DESCRIPTION OF THE TASK —
Restate each entry below word for word, without skipping any.

GIVEN DATA —
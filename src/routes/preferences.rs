use axum::{
    extract::{Path, State},
    Json,
};
use std::sync::Arc;

use crate::{error::AppResult, models::UserPreferences, routes::AppState};

/// Handler replacing a user's explicit preferences
///
/// Responds with the stored, normalized preferences.
pub async fn update(
    State(state): State<Arc<AppState>>,
    Path(user_id): Path<i64>,
    Json(preferences): Json<UserPreferences>,
) -> AppResult<Json<UserPreferences>> {
    let stored = state.engine.update_preferences(user_id, preferences).await?;
    Ok(Json(stored))
}
use serde::{Deserialize, Serialize};

/// Explicit travel preferences a user selected
#[derive(Debug, Clone, Default, Serialize, Deserialize, PartialEq)]
pub struct UserPreferences {
    /// Preferred content tags (e.g. "감성", "food")
    #[serde(default)]
    pub tags: Vec<String>,
    /// Preferred free-form keywords
    #[serde(default)]
    pub keywords: Vec<String>,
    /// Preferred regions (e.g. "부산")
    #[serde(default)]
    pub regions: Vec<String>,
}

impl UserPreferences {
    /// Creates empty user preferences
    pub fn new() -> Self {
        Self::default()
    }

    /// Adds a preferred tag, ignoring duplicates
    pub fn add_tag(&mut self, tag: &str) {
        push_unique(&mut self.tags, tag);
    }

    /// Adds a preferred keyword, ignoring duplicates
    pub fn add_keyword(&mut self, keyword: &str) {
        push_unique(&mut self.keywords, keyword);
    }

    /// Adds a preferred region, ignoring duplicates
    pub fn add_region(&mut self, region: &str) {
        push_unique(&mut self.regions, region);
    }

    /// True when there is no preference signal at all
    pub fn is_empty(&self) -> bool {
        self.tags.is_empty() && self.keywords.is_empty() && self.regions.is_empty()
    }
}

fn push_unique(values: &mut Vec<String>, value: &str) {
    let value = value.trim().to_lowercase();
    if !value.is_empty() && !values.contains(&value) {
        values.push(value);
    }
}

ANSWER FOR THE TASK —
filename src/routes/preferences.rs
use axum::{
    extract::{Path, State},
    Json,
};
use std::sync::Arc;

use crate::{error::AppResult, models::UserPreferences, routes::AppState};

/// Handler replacing a user's explicit preferences
///
/// Responds with the stored, normalized preferences.
pub async fn update(
    State(state): State<Arc<AppState>>,
    Path(user_id): Path<i64>,
    Json(preferences): Json<UserPreferences>,
) -> AppResult<Json<UserPreferences>> {
    let stored = state.engine.update_preferences(user_id, preferences).await?;
    Ok(Json(stored))
}
use serde::{Deserialize, Serialize};

/// Explicit travel preferences a user selected
#[derive(Debug, Clone, Default, Serialize, Deserialize, PartialEq)]
pub struct UserPreferences {
    /// Preferred content tags (e.g. "감성", "food")
    #[serde(default)]
    pub tags: Vec<String>,
    /// Preferred free-form keywords
    #[serde(default)]
    pub keywords: Vec<String>,
    /// Preferred regions (e.g. "부산")
    #[serde(default)]
    pub regions: Vec<String>,
}

impl UserPreferences {
    /// Creates empty user preferences
    pub fn new() -> Self {
        Self::default()
    }

    /// Adds a preferred tag, ignoring duplicates
    pub fn add_tag(&mut self, tag: &str) {
        push_unique(&mut self.tags, tag);
    }

    /// Adds a preferred keyword, ignoring duplicates
    pub fn add_keyword(&mut self, keyword: &str) {
        push_unique(&mut self.keywords, keyword);
    }

    /// Adds a preferred region, ignoring duplicates
    pub fn add_region(&mut self, region: &str) {
        push_unique(&mut self.regions, region);
    }

    /// True when there is no preference signal at all
    pub fn is_empty(&self) -> bool {
        self.tags.is_empty() && self.keywords.is_empty() && self.regions.is_empty()
    }
}

fn push_unique(values: &mut Vec<String>, value: &str) {
    let value = value.trim().to_lowercase();
    if !value.is_empty() && !values.contains(&value) {
        values.push(value);
    }
}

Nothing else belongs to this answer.